My first fanfiction.

Zoey,

I'm sorry I had to leave but I was scared. Not for me but for you. I was scared about what I might do to you because I was close to snapping. I knew that I couldn't stay, I knew that you were scared, deep down, about what I would say, what I would do. But I can't now because I'm gone. You hid what you truly felt deep down under Blackrock, locked away with all the computers and machines and I got angry at you for doing what you loved. And I knew that you loved science and still I said no, but you stuck with me through everything I did until... until you ran I way, no, until I drove you away. Some nights I tried to convince myself that it wasn't my fault but it was. Everything was.

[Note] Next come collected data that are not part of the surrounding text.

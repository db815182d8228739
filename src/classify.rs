//! Request classification: decides which strategy handles a request.

use reqwest::Method;

use crate::config::Config;
use crate::http::Request;

/// How a request is handled.
#[derive(Debug, Clone, Copy, PartialEq, Eq)]
pub enum Classification {
  /// Not ours: passes straight through, never cached or queued
  Ignore,
  /// Non-GET against the API; queued for replay if the network is down
  Mutation,
  /// GET against the API; network first, cache fallback
  ApiRead,
  /// Script, stylesheet, image or shell asset; cache first
  StaticAsset,
  /// Any other GET; cache first, app shell on an offline miss
  Navigation,
}

#[derive(Debug, Clone)]
pub struct Classifier {
  api_prefix: String,
  static_extensions: Vec<String>,
  shell_assets: Vec<String>,
}

impl Classifier {
  pub fn new(
    api_prefix: impl Into<String>,
    static_extensions: Vec<String>,
    shell_assets: Vec<String>,
  ) -> Self {
    Self {
      api_prefix: api_prefix.into(),
      static_extensions: static_extensions
        .into_iter()
        .map(|e| e.to_ascii_lowercase())
        .collect(),
      shell_assets,
    }
  }

  pub fn from_config(config: &Config) -> Self {
    Self::new(
      config.api_prefix.clone(),
      config.static_extensions.clone(),
      config.shell_assets.clone(),
    )
  }

  /// Classify a request. Total: every request maps to exactly one variant.
  pub fn classify(&self, request: &Request) -> Classification {
    let path = request.url.path();
    let is_api = path.contains(&self.api_prefix);

    if request.method != Method::GET {
      return if is_api {
        Classification::Mutation
      } else {
        Classification::Ignore
      };
    }

    if !matches!(request.url.scheme(), "http" | "https") {
      return Classification::Ignore;
    }

    if is_api {
      return Classification::ApiRead;
    }

    if self.is_static(path) {
      return Classification::StaticAsset;
    }

    Classification::Navigation
  }

  fn is_static(&self, path: &str) -> bool {
    let lower = path.to_ascii_lowercase();
    self.static_extensions.iter().any(|ext| lower.ends_with(ext))
      || self.shell_assets.iter().any(|asset| asset == path)
  }
}
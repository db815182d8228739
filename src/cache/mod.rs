//! Offline request cache.
//!
//! This module provides:
//! - Versioned cache generations in a durable SQLite store
//! - Network-first fetching with cache fallback for API reads
//! - Cache-first fetching for static assets and navigations
//! - Capture of failed mutations into the sync queue

mod layer;
mod result;
mod storage;

pub use layer::FetchEngine;
pub use result::{FetchResult, ResponseSource};
pub use storage::{CacheStorage, CachedResponse, SqliteCache};

pub(crate) use storage::parse_datetime;
use color_eyre::{eyre::eyre, Result};
use serde::Deserialize;
use std::path::{Path, PathBuf};
use std::time::Duration;
use url::Url;

/// Cache generation baked into this build. Bumping it invalidates every
/// cache written by a previous deploy.
pub const CACHE_VERSION: &str = "catalog-management-v1.12";

/// Background sync tag routed to the sync coordinator.
pub const SYNC_TAG: &str = "sync-catalogs";

const SHELL_ASSETS: &[&str] = &[
  "/",
  "/index.html",
  "/manifest.json",
  "/favicon.svg",
  "/icons/icon-72x72.png",
  "/icons/icon-96x96.png",
  "/icons/icon-128x128.png",
  "/icons/icon-144x144.png",
  "/icons/icon-152x152.png",
  "/icons/icon-192x192.png",
  "/icons/icon-384x384.png",
  "/icons/icon-512x512.png",
];

const STATIC_EXTENSIONS: &[&str] = &[".js", ".css", ".png", ".jpg", ".svg"];

#[derive(Debug, Clone, Deserialize)]
#[serde(default)]
pub struct Config {
  /// Base URL of the client application, e.g. "https://catalogs.example.com"
  pub origin: Option<String>,
  pub cache_version: String,
  /// Path fragment that marks API traffic
  pub api_prefix: String,
  /// Root-relative paths cached atomically at install time
  pub shell_assets: Vec<String>,
  pub static_extensions: Vec<String>,
  pub sync_tag: String,
  /// Route opened by the `explore` notification action
  pub explore_route: String,
  /// Where cache.db, queue.db and logs live (defaults to $XDG_DATA_HOME/catalog-offline)
  pub data_dir: Option<PathBuf>,
  /// Per-request timeout in seconds; unset means the transport default
  pub request_timeout_secs: Option<u64>,
  pub notification: NotificationConfig,
}

#[derive(Debug, Clone, Deserialize)]
#[serde(default)]
pub struct NotificationConfig {
  pub title: String,
  pub icon: String,
  pub badge: String,
}

impl Default for NotificationConfig {
  fn default() -> Self {
    Self {
      title: "Catalog Management".to_string(),
      icon: "/icons/icon-192x192.png".to_string(),
      badge: "/icons/badge-72x72.png".to_string(),
    }
  }
}

impl Default for Config {
  fn default() -> Self {
    Self {
      origin: None,
      cache_version: CACHE_VERSION.to_string(),
      api_prefix: "/api/".to_string(),
      shell_assets: SHELL_ASSETS.iter().map(|s| s.to_string()).collect(),
      static_extensions: STATIC_EXTENSIONS.iter().map(|s| s.to_string()).collect(),
      sync_tag: SYNC_TAG.to_string(),
      explore_route: "/catalogs".to_string(),
      data_dir: None,
      request_timeout_secs: None,
      notification: NotificationConfig::default(),
    }
  }
}

impl Config {
  /// Load configuration.
  ///
  /// Search order:
  /// 1. Explicit path if provided
  /// 2. ./catalog-offline.yaml (current directory)
  /// 3. $XDG_CONFIG_HOME/catalog-offline/config.yaml
  /// 4. Built-in defaults
  ///
  /// CATALOG_OFFLINE_ORIGIN overrides `origin` in every case.
  pub fn load(explicit_path: Option<&Path>) -> Result<Self> {
    let path = if let Some(p) = explicit_path {
      if p.exists() {
        Some(p.to_path_buf())
      } else {
        return Err(eyre!("Config file not found: {}", p.display()));
      }
    } else {
      Self::find_config_file()
    };

    let mut config = match path {
      Some(p) => Self::load_from_path(&p)?,
      None => Self::default(),
    };

    if let Ok(origin) = std::env::var("CATALOG_OFFLINE_ORIGIN") {
      config.origin = Some(origin);
    }

    config.validate()?;
    Ok(config)
  }

  fn find_config_file() -> Option<PathBuf> {
    let local = PathBuf::from("catalog-offline.yaml");
    if local.exists() {
      return Some(local);
    }

    if let Some(config_dir) = dirs::config_dir() {
      let xdg_path = config_dir.join("catalog-offline").join("config.yaml");
      if xdg_path.exists() {
        return Some(xdg_path);
      }
    }

    None
  }

  fn load_from_path(path: &Path) -> Result<Self> {
    let contents = std::fs::read_to_string(path)
      .map_err(|e| eyre!("Failed to read config file {}: {}", path.display(), e))?;

    Self::from_yaml(&contents)
      .map_err(|e| eyre!("Failed to parse config file {}: {}", path.display(), e))
  }

  pub fn from_yaml(contents: &str) -> Result<Self> {
    let config: Config = serde_yaml::from_str(contents)?;
    Ok(config)
  }

  fn validate(&self) -> Result<()> {
    if self.cache_version.trim().is_empty() {
      return Err(eyre!("cache_version must not be empty"));
    }
    if self.api_prefix.is_empty() {
      return Err(eyre!("api_prefix must not be empty"));
    }
    if let Some(p) = self.shell_assets.iter().find(|p| !p.starts_with('/')) {
      return Err(eyre!("Shell asset '{}' must be root-relative", p));
    }
    Ok(())
  }

  /// The application origin as a URL.
  pub fn origin_url(&self) -> Result<Url> {
    let origin = self.origin.as_deref().ok_or_else(|| {
      eyre!("No origin configured. Set `origin` in the config file or CATALOG_OFFLINE_ORIGIN.")
    })?;
    Url::parse(origin).map_err(|e| eyre!("Invalid origin '{}': {}", origin, e))
  }

  /// Resolve an absolute URL or a path relative to the origin.
  pub fn resolve(&self, target: &str) -> Result<Url> {
    match Url::parse(target) {
      Ok(url) => Ok(url),
      Err(url::ParseError::RelativeUrlWithoutBase) => self
        .origin_url()?
        .join(target)
        .map_err(|e| eyre!("Invalid path '{}': {}", target, e)),
      Err(e) => Err(eyre!("Invalid URL '{}': {}", target, e)),
    }
  }

  /// Absolute URLs of the shell manifest, in manifest order.
  pub fn shell_asset_urls(&self) -> Result<Vec<Url>> {
    self.shell_assets.iter().map(|p| self.resolve(p)).collect()
  }

  pub fn request_timeout(&self) -> Option<Duration> {
    self.request_timeout_secs.map(Duration::from_secs)
  }

  /// Data directory for the durable stores and logs.
  pub fn data_dir(&self) -> Result<PathBuf> {
    if let Some(dir) = &self.data_dir {
      return Ok(dir.clone());
    }

    let data_dir = dirs::data_dir()
      .or_else(|| dirs::home_dir().map(|p| p.join(".local/share")))
      .ok_or_else(|| eyre!("Could not determine data directory"))?;

    Ok(data_dir.join("catalog-offline"))
  }
}
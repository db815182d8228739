//! Offline request cache and background sync for the catalog management client.
//!
//! Requests from the host application are classified and served either
//! network-first (API reads) or cache-first (shell and static assets).
//! Mutations that cannot reach the API are queued durably and replayed when
//! the host reports that connectivity is back.

pub mod cache;
pub mod classify;
pub mod config;
pub mod context;
pub mod db;
pub mod dispatch;
pub mod error;
pub mod event;
pub mod host;
pub mod http;
pub mod lifecycle;
pub mod network;
pub mod notify;
pub mod queue;
pub mod sync;
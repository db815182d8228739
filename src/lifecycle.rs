//! Install/activate lifecycle of a cache generation.

use futures::future::try_join_all;
use std::fmt;
use std::sync::{Arc, Mutex};
use tracing::{info, warn};
use url::Url;

use crate::cache::CacheStorage;
use crate::error::{OfflineError, OfflineResult};
use crate::host::Host;
use crate::http::{Request, RequestKey, Response};
use crate::network::Network;

/// Worker lifecycle state
#[derive(Debug, Clone, Copy, PartialEq, Eq)]
pub enum WorkerState {
  /// Started, current generation not installed yet
  Parsed,
  Installing,
  /// Shell cached in the current generation
  Installed,
  Activating,
  Activated,
  /// Last install failed; a new install attempt is allowed
  Redundant,
}

impl fmt::Display for WorkerState {
  fn fmt(&self, f: &mut fmt::Formatter<'_>) -> fmt::Result {
    let s = match self {
      WorkerState::Parsed => "parsed",
      WorkerState::Installing => "installing",
      WorkerState::Installed => "installed",
      WorkerState::Activating => "activating",
      WorkerState::Activated => "activated",
      WorkerState::Redundant => "redundant",
    };
    f.write_str(s)
  }
}

/// Summary of a successful activation.
#[derive(Debug, Clone, PartialEq, Eq)]
pub struct Activation {
  /// Stale generations that were deleted
  pub deleted: Vec<String>,
}

pub struct Lifecycle {
  generation: String,
  shell_assets: Vec<Url>,
  state: Mutex<WorkerState>,
  cache: Arc<dyn CacheStorage>,
  network: Arc<dyn Network>,
  host: Arc<dyn Host>,
}

impl Lifecycle {
  /// Create the lifecycle for `generation`.
  ///
  /// A generation whose shell install completed in an earlier process counts
  /// as installed, so a restart can activate without re-fetching the shell.
  /// Entries cached by ordinary fetches do not make it installed.
  pub fn new(
    generation: impl Into<String>,
    shell_assets: Vec<Url>,
    cache: Arc<dyn CacheStorage>,
    network: Arc<dyn Network>,
    host: Arc<dyn Host>,
  ) -> Self {
    let generation = generation.into();
    let installed = match cache.is_installed(&generation) {
      Ok(installed) => installed,
      Err(e) => {
        warn!(error = %e, "could not read install state");
        false
      }
    };

    Self {
      generation,
      shell_assets,
      state: Mutex::new(if installed {
        WorkerState::Installed
      } else {
        WorkerState::Parsed
      }),
      cache,
      network,
      host,
    }
  }

  pub fn generation(&self) -> &str {
    &self.generation
  }

  pub fn state(&self) -> WorkerState {
    *self.lock_state()
  }

  /// Fetch the whole shell manifest and cache it in one transaction.
  ///
  /// Any failed or non-2xx asset fails the install and nothing is written.
  pub async fn install(&self) -> OfflineResult<()> {
    self.transition(
      "install",
      &[
        WorkerState::Parsed,
        WorkerState::Redundant,
        WorkerState::Installed,
        WorkerState::Activated,
      ],
      WorkerState::Installing,
    )?;
    info!(generation = %self.generation, assets = self.shell_assets.len(), "installing");

    match self.populate().await {
      Ok(()) => {
        // Skip waiting: nothing holds an installed generation back from activating
        self.set_state(WorkerState::Installed);
        info!(generation = %self.generation, "installed");
        Ok(())
      }
      Err(e) => {
        self.set_state(WorkerState::Redundant);
        Err(e)
      }
    }
  }

  /// Delete every generation but the current one, then claim open clients.
  pub async fn activate(&self) -> OfflineResult<Activation> {
    self.transition(
      "activate",
      &[WorkerState::Installed, WorkerState::Activated],
      WorkerState::Activating,
    )?;

    let activation = match self.cleanup() {
      Ok(activation) => activation,
      Err(e) => {
        self.set_state(WorkerState::Installed);
        return Err(e);
      }
    };

    self.set_state(WorkerState::Activated);
    if let Err(e) = self.host.claim_clients().await {
      warn!(error = %e, "failed to claim clients");
    }

    info!(generation = %self.generation, deleted = ?activation.deleted, "activated");
    Ok(activation)
  }

  async fn populate(&self) -> OfflineResult<()> {
    let fetches = self.shell_assets.iter().map(|url| self.fetch_asset(url));
    let entries = try_join_all(fetches).await?;

    self.cache.install(&self.generation, &entries)
  }

  async fn fetch_asset(&self, url: &Url) -> OfflineResult<(RequestKey, Response)> {
    let failure = |reason: String| OfflineError::InstallAssetFetchFailure {
      url: url.to_string(),
      reason,
    };

    let response = self
      .network
      .send(&Request::get(url.clone()))
      .await
      .map_err(|e| failure(e.to_string()))?;

    if !response.is_success() {
      return Err(failure(format!("status {}", response.status)));
    }
    Ok((RequestKey::for_url(url), response))
  }

  fn cleanup(&self) -> OfflineResult<Activation> {
    let mut deleted = Vec::new();
    for tag in self.cache.generations()? {
      if tag != self.generation {
        info!(generation = %tag, "deleting stale cache generation");
        self.cache.delete_generation(&tag)?;
        deleted.push(tag);
      }
    }
    Ok(Activation { deleted })
  }

  fn transition(
    &self,
    action: &'static str,
    from: &[WorkerState],
    to: WorkerState,
  ) -> OfflineResult<()> {
    let mut state = self.lock_state();
    if !from.contains(&*state) {
      return Err(OfflineError::InvalidTransition {
        action,
        state: state.to_string(),
      });
    }
    *state = to;
    Ok(())
  }

  fn set_state(&self, to: WorkerState) {
    *self.lock_state() = to;
  }

  fn lock_state(&self) -> std::sync::MutexGuard<'_, WorkerState> {
    // State is a plain Copy value, so a poisoned lock still holds a valid one
    self.state.lock().unwrap_or_else(|e| e.into_inner())
  }
}

#[cfg(test)]
mod tests {
  use super::*;
  use crate::cache::SqliteCache;
  use crate::host::testing::{HostCall, RecordingHost};
  use crate::network::testing::StubNetwork;

  const GEN: &str = "catalog-management-v2";

  fn urls(paths: &[&str]) -> Vec<Url> {
    paths
      .iter()
      .map(|p| Url::parse("https://app.test").unwrap().join(p).unwrap())
      .collect()
  }

  fn lifecycle(
    paths: &[&str],
    cache: Arc<SqliteCache>,
    network: Arc<StubNetwork>,
    host: Arc<RecordingHost>,
  ) -> Lifecycle {
    Lifecycle::new(GEN, urls(paths), cache, network, host)
  }

  #[tokio::test]
  async fn test_install_caches_shell() {
    let cache = Arc::new(SqliteCache::open_in_memory().unwrap());
    let network = Arc::new(StubNetwork::new());
    network.route("GET", "https://app.test/", Response::ok("<html>"));
    network.route("GET", "https://app.test/index.html", Response::ok("<html>"));
    let lc = lifecycle(
      &["/", "/index.html"],
      cache.clone(),
      network,
      Arc::new(RecordingHost::new()),
    );

    assert_eq!(lc.state(), WorkerState::Parsed);
    lc.install().await.unwrap();
    assert_eq!(lc.state(), WorkerState::Installed);
    assert_eq!(cache.entry_count(GEN).unwrap(), 2);
  }

  #[tokio::test]
  async fn test_install_is_all_or_nothing() {
    let cache = Arc::new(SqliteCache::open_in_memory().unwrap());
    let network = Arc::new(StubNetwork::new());
    network.route("GET", "https://app.test/", Response::ok("<html>"));
    network.fail("https://app.test/index.html");
    let lc = lifecycle(
      &["/", "/index.html"],
      cache.clone(),
      network,
      Arc::new(RecordingHost::new()),
    );

    let err = lc.install().await.unwrap_err();
    assert!(matches!(err, OfflineError::InstallAssetFetchFailure { .. }));
    assert_eq!(lc.state(), WorkerState::Redundant);
    assert_eq!(cache.entry_count(GEN).unwrap(), 0);
    assert!(cache
      .get(GEN, &RequestKey::for_url(&urls(&["/"])[0]))
      .unwrap()
      .is_none());
  }

  #[tokio::test]
  async fn test_install_rejects_error_status() {
    let cache = Arc::new(SqliteCache::open_in_memory().unwrap());
    let network = Arc::new(StubNetwork::new());
    // /manifest.json is not routed, so the stub answers 404
    network.route("GET", "https://app.test/", Response::ok("<html>"));
    let lc = lifecycle(
      &["/", "/manifest.json"],
      cache.clone(),
      network,
      Arc::new(RecordingHost::new()),
    );

    assert!(lc.install().await.is_err());
    assert!(cache.generations().unwrap().is_empty());
  }

  #[tokio::test]
  async fn test_retry_after_failed_install() {
    let cache = Arc::new(SqliteCache::open_in_memory().unwrap());
    let network = Arc::new(StubNetwork::new());
    network.route("GET", "https://app.test/", Response::ok("<html>"));
    network.fail("https://app.test/");
    let lc = lifecycle(
      &["/"],
      cache.clone(),
      network.clone(),
      Arc::new(RecordingHost::new()),
    );

    assert!(lc.install().await.is_err());
    network.heal("https://app.test/");
    lc.install().await.unwrap();
    assert_eq!(cache.entry_count(GEN).unwrap(), 1);
  }

  #[tokio::test]
  async fn test_activate_deletes_stale_generations() {
    let cache = Arc::new(SqliteCache::open_in_memory().unwrap());
    let key = RequestKey::for_url(&urls(&["/index.html"])[0]);
    cache.put("catalog-management-v1", &key, &Response::ok("old")).unwrap();
    cache.install(GEN, &[(key, Response::ok("new"))]).unwrap();
    let host = Arc::new(RecordingHost::new());
    let lc = lifecycle(
      &[],
      cache.clone(),
      Arc::new(StubNetwork::new()),
      host.clone(),
    );

    // Installed by an earlier process
    assert_eq!(lc.state(), WorkerState::Installed);
    let activation = lc.activate().await.unwrap();

    assert_eq!(activation.deleted, vec!["catalog-management-v1".to_string()]);
    assert_eq!(cache.generations().unwrap(), vec![GEN.to_string()]);
    assert_eq!(lc.state(), WorkerState::Activated);
    assert_eq!(host.calls(), vec![HostCall::Claim]);
  }

  #[tokio::test]
  async fn test_activate_before_install_rejected() {
    let cache = Arc::new(SqliteCache::open_in_memory().unwrap());
    let lc = lifecycle(
      &["/"],
      cache,
      Arc::new(StubNetwork::new()),
      Arc::new(RecordingHost::new()),
    );

    let err = lc.activate().await.unwrap_err();
    assert!(matches!(err, OfflineError::InvalidTransition { action: "activate", .. }));
  }

  #[tokio::test]
  async fn test_cached_fetches_do_not_count_as_installed() {
    let dir = tempfile::tempdir().unwrap();
    let path = dir.path().join("cache.db");

    {
      let cache = SqliteCache::open(&path).unwrap();
      let api = Url::parse("https://app.test/api/v1/catalogs/").unwrap();
      cache.put(GEN, &RequestKey::for_url(&api), &Response::ok("[]")).unwrap();
    }

    let lc = lifecycle(
      &["/"],
      Arc::new(SqliteCache::open(&path).unwrap()),
      Arc::new(StubNetwork::new()),
      Arc::new(RecordingHost::new()),
    );
    assert_eq!(lc.state(), WorkerState::Parsed);
    let err = lc.activate().await.unwrap_err();
    assert!(matches!(err, OfflineError::InvalidTransition { action: "activate", .. }));
  }

  #[tokio::test]
  async fn test_install_survives_restart() {
    let dir = tempfile::tempdir().unwrap();
    let path = dir.path().join("cache.db");
    let network = Arc::new(StubNetwork::new());
    network.route("GET", "https://app.test/", Response::ok("<html>"));

    {
      let lc = lifecycle(
        &["/"],
        Arc::new(SqliteCache::open(&path).unwrap()),
        network.clone(),
        Arc::new(RecordingHost::new()),
      );
      lc.install().await.unwrap();
    }

    let lc = lifecycle(
      &["/"],
      Arc::new(SqliteCache::open(&path).unwrap()),
      network,
      Arc::new(RecordingHost::new()),
    );
    assert_eq!(lc.state(), WorkerState::Installed);
    lc.activate().await.unwrap();
  }
}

I shouldn't have forced you to not do science, I shouldn't have held a grudge against Duncan and Sjin, because that's what drove them to doing what they did. They were scared I would start another war so they had to take action to keep me away. And I hope you can forgive me, Zoey. Please, don't come after me. It will pain you, what you will see, and I don't want to hurt you anymore.

If I had stayed, then I would have cracked into millions of pieces and you would have been left to pick them up, and you might have been cut by the sharp shards of my conscience. Where I've gone, even if I do break then the pieces can't hurt you, or anyone else. They will burn away in the fiery depths of hell, both my body and soul.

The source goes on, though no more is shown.